***** Exercise data
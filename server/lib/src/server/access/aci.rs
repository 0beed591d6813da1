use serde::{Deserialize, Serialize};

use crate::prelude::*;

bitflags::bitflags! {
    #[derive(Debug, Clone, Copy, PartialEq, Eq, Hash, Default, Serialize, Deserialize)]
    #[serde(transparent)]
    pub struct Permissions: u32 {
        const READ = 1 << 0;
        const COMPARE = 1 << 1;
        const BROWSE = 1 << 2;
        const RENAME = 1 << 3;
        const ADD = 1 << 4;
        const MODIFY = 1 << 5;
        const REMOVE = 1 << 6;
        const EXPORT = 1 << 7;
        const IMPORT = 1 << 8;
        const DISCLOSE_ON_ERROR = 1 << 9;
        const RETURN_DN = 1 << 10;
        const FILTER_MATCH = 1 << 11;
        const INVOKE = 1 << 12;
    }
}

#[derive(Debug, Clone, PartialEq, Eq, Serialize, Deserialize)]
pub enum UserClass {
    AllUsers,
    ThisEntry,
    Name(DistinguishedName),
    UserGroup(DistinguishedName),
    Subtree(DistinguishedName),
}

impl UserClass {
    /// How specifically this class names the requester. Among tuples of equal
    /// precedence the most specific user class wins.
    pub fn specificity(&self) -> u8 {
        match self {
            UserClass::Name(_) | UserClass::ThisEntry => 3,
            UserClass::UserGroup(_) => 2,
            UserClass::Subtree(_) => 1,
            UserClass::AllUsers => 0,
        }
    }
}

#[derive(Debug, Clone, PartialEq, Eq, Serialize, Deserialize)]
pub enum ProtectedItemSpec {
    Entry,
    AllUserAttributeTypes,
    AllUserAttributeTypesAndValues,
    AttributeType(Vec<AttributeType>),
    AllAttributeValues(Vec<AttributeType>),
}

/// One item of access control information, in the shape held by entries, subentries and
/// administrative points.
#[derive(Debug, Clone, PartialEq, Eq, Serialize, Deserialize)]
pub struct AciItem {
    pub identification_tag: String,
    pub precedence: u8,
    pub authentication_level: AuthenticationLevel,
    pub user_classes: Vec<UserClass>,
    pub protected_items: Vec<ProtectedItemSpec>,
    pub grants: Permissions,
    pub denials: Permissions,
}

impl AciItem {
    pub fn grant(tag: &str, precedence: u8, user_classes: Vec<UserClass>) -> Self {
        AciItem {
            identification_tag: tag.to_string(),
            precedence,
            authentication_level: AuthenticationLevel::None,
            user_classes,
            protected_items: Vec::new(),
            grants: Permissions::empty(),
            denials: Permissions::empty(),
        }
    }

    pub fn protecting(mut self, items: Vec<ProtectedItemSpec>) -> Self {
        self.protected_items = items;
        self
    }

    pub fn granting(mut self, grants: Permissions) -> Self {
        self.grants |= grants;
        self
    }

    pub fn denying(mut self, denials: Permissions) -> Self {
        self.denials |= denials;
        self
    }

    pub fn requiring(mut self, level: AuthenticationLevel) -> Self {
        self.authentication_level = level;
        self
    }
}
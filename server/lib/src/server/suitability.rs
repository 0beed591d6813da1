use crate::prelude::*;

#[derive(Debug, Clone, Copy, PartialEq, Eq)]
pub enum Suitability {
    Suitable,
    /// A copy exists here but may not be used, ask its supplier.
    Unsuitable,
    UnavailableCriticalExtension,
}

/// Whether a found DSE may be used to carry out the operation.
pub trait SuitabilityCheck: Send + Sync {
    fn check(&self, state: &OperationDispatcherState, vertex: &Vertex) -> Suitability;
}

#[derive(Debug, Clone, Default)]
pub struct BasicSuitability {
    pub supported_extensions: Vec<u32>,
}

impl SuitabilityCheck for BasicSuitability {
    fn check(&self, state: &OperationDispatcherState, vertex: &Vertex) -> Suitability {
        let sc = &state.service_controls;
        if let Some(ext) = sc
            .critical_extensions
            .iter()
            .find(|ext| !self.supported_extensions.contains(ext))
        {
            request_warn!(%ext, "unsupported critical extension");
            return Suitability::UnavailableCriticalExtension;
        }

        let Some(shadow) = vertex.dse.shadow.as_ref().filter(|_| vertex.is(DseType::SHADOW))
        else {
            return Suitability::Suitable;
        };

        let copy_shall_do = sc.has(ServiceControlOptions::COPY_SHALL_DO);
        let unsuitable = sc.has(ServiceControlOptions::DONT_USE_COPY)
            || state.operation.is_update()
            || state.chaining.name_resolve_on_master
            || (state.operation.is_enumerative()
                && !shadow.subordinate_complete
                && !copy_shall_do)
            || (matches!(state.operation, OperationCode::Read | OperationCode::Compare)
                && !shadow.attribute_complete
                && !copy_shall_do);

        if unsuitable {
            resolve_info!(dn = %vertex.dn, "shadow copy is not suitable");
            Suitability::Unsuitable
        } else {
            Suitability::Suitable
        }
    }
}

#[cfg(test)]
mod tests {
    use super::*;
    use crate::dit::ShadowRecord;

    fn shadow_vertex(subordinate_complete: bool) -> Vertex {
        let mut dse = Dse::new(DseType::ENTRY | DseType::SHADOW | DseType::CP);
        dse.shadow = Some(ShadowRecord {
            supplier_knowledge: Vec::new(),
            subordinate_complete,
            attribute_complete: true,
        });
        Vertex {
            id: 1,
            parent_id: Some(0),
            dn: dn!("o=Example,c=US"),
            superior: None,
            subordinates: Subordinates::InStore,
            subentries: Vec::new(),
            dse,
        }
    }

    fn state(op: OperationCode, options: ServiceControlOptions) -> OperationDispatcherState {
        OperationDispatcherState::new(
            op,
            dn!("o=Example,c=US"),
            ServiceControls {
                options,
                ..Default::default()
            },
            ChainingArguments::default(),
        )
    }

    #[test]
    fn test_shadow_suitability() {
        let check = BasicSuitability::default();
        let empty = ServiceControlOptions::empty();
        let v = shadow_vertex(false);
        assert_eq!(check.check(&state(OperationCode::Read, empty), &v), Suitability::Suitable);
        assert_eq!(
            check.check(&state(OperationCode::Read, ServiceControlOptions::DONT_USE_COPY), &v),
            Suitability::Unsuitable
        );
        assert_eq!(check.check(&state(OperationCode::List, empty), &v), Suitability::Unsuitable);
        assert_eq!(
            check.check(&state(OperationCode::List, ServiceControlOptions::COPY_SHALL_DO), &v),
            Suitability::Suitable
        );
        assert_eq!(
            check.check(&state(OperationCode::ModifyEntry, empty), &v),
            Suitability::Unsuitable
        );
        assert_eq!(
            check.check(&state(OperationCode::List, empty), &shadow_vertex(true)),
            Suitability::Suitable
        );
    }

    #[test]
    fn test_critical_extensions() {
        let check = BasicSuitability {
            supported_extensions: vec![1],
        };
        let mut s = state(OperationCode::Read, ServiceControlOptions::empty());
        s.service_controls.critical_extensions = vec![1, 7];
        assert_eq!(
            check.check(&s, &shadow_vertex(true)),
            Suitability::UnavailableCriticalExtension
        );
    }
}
**********
▸ **What the exercise asks**: The entire listing is to be printed once more, word for word.

▸ **Result of this task**:
filename server/lib/src/server/access/aci.rs
repository 0beed591d6813da1
use serde::{Deserialize, Serialize};

use crate::prelude::*;

bitflags::bitflags! {
    #[derive(Debug, Clone, Copy, PartialEq, Eq, Hash, Default, Serialize, Deserialize)]
    #[serde(transparent)]
    pub struct Permissions: u32 {
        const READ = 1 << 0;
        const COMPARE = 1 << 1;
        const BROWSE = 1 << 2;
        const RENAME = 1 << 3;
        const ADD = 1 << 4;
        const MODIFY = 1 << 5;
        const REMOVE = 1 << 6;
        const EXPORT = 1 << 7;
        const IMPORT = 1 << 8;
        const DISCLOSE_ON_ERROR = 1 << 9;
        const RETURN_DN = 1 << 10;
        const FILTER_MATCH = 1 << 11;
        const INVOKE = 1 << 12;
    }
}

#[derive(Debug, Clone, PartialEq, Eq, Serialize, Deserialize)]
pub enum UserClass {
    AllUsers,
    ThisEntry,
    Name(DistinguishedName),
    UserGroup(DistinguishedName),
    Subtree(DistinguishedName),
}

impl UserClass {
    /// How specifically this class names the requester. Among tuples of equal
    /// precedence the most specific user class wins.
    pub fn specificity(&self) -> u8 {
        match self {
            UserClass::Name(_) | UserClass::ThisEntry => 3,
            UserClass::UserGroup(_) => 2,
            UserClass::Subtree(_) => 1,
            UserClass::AllUsers => 0,
        }
    }
}

#[derive(Debug, Clone, PartialEq, Eq, Serialize, Deserialize)]
pub enum ProtectedItemSpec {
    Entry,
    AllUserAttributeTypes,
    AllUserAttributeTypesAndValues,
    AttributeType(Vec<AttributeType>),
    AllAttributeValues(Vec<AttributeType>),
}

/// One item of access control information, in the shape held by entries, subentries and
/// administrative points.
#[derive(Debug, Clone, PartialEq, Eq, Serialize, Deserialize)]
pub struct AciItem {
    pub identification_tag: String,
    pub precedence: u8,
    pub authentication_level: AuthenticationLevel,
    pub user_classes: Vec<UserClass>,
    pub protected_items: Vec<ProtectedItemSpec>,
    pub grants: Permissions,
    pub denials: Permissions,
}

impl AciItem {
    pub fn grant(tag: &str, precedence: u8, user_classes: Vec<UserClass>) -> Self {
        AciItem {
            identification_tag: tag.to_string(),
            precedence,
            authentication_level: AuthenticationLevel::None,
            user_classes,
            protected_items: Vec::new(),
            grants: Permissions::empty(),
            denials: Permissions::empty(),
        }
    }

    pub fn protecting(mut self, items: Vec<ProtectedItemSpec>) -> Self {
        self.protected_items = items;
        self
    }

    pub fn granting(mut self, grants: Permissions) -> Self {
        self.grants |= grants;
        self
    }

    pub fn denying(mut self, denials: Permissions) -> Self {
        self.denials |= denials;
        self
    }

    pub fn requiring(mut self, level: AuthenticationLevel) -> Self {
        self.authentication_level = level;
        self
    }
}
filename server/lib/src/server/suitability.rs
repository 0beed591d6813da1
use crate::prelude::*;

#[derive(Debug, Clone, Copy, PartialEq, Eq)]
pub enum Suitability {
    Suitable,
    /// A copy exists here but may not be used, ask its supplier.
    Unsuitable,
    UnavailableCriticalExtension,
}

/// Whether a found DSE may be used to carry out the operation.
pub trait SuitabilityCheck: Send + Sync {
    fn check(&self, state: &OperationDispatcherState, vertex: &Vertex) -> Suitability;
}

#[derive(Debug, Clone, Default)]
pub struct BasicSuitability {
    pub supported_extensions: Vec<u32>,
}

impl SuitabilityCheck for BasicSuitability {
    fn check(&self, state: &OperationDispatcherState, vertex: &Vertex) -> Suitability {
        let sc = &state.service_controls;
        if let Some(ext) = sc
            .critical_extensions
            .iter()
            .find(|ext| !self.supported_extensions.contains(ext))
        {
            request_warn!(%ext, "unsupported critical extension");
            return Suitability::UnavailableCriticalExtension;
        }

        let Some(shadow) = vertex.dse.shadow.as_ref().filter(|_| vertex.is(DseType::SHADOW))
        else {
            return Suitability::Suitable;
        };

        let copy_shall_do = sc.has(ServiceControlOptions::COPY_SHALL_DO);
        let unsuitable = sc.has(ServiceControlOptions::DONT_USE_COPY)
            || state.operation.is_update()
            || state.chaining.name_resolve_on_master
            || (state.operation.is_enumerative()
                && !shadow.subordinate_complete
                && !copy_shall_do)
            || (matches!(state.operation, OperationCode::Read | OperationCode::Compare)
                && !shadow.attribute_complete
                && !copy_shall_do);

        if unsuitable {
            resolve_info!(dn = %vertex.dn, "shadow copy is not suitable");
            Suitability::Unsuitable
        } else {
            Suitability::Suitable
        }
    }
}

#[cfg(test)]
mod tests {
    use super::*;
    use crate::dit::ShadowRecord;

    fn shadow_vertex(subordinate_complete: bool) -> Vertex {
        let mut dse = Dse::new(DseType::ENTRY | DseType::SHADOW | DseType::CP);
        dse.shadow = Some(ShadowRecord {
            supplier_knowledge: Vec::new(),
            subordinate_complete,
            attribute_complete: true,
        });
        Vertex {
            id: 1,
            parent_id: Some(0),
            dn: dn!("o=Example,c=US"),
            superior: None,
            subordinates: Subordinates::InStore,
            subentries: Vec::new(),
            dse,
        }
    }

    fn state(op: OperationCode, options: ServiceControlOptions) -> OperationDispatcherState {
        OperationDispatcherState::new(
            op,
            dn!("o=Example,c=US"),
            ServiceControls {
                options,
                ..Default::default()
            },
            ChainingArguments::default(),
        )
    }

    #[test]
    fn test_shadow_suitability() {
        let check = BasicSuitability::default();
        let empty = ServiceControlOptions::empty();
        let v = shadow_vertex(false);
        assert_eq!(check.check(&state(OperationCode::Read, empty), &v), Suitability::Suitable);
        assert_eq!(
            check.check(&state(OperationCode::Read, ServiceControlOptions::DONT_USE_COPY), &v),
            Suitability::Unsuitable
        );
        assert_eq!(check.check(&state(OperationCode::List, empty), &v), Suitability::Unsuitable);
        assert_eq!(
            check.check(&state(OperationCode::List, ServiceControlOptions::COPY_SHALL_DO), &v),
            Suitability::Suitable
        );
        assert_eq!(
            check.check(&state(OperationCode::ModifyEntry, empty), &v),
            Suitability::Unsuitable
        );
        assert_eq!(
            check.check(&state(OperationCode::List, empty), &shadow_vertex(true)),
            Suitability::Suitable
        );
    }

    #[test]
    fn test_critical_extensions() {
        let check = BasicSuitability {
            supported_extensions: vec![1],
        };
        let mut s = state(OperationCode::Read, ServiceControlOptions::empty());
        s.service_controls.critical_extensions = vec![1, 7];
        assert_eq!(
            check.check(&s, &shadow_vertex(true)),
            Suitability::UnavailableCriticalExtension
        );
    }
}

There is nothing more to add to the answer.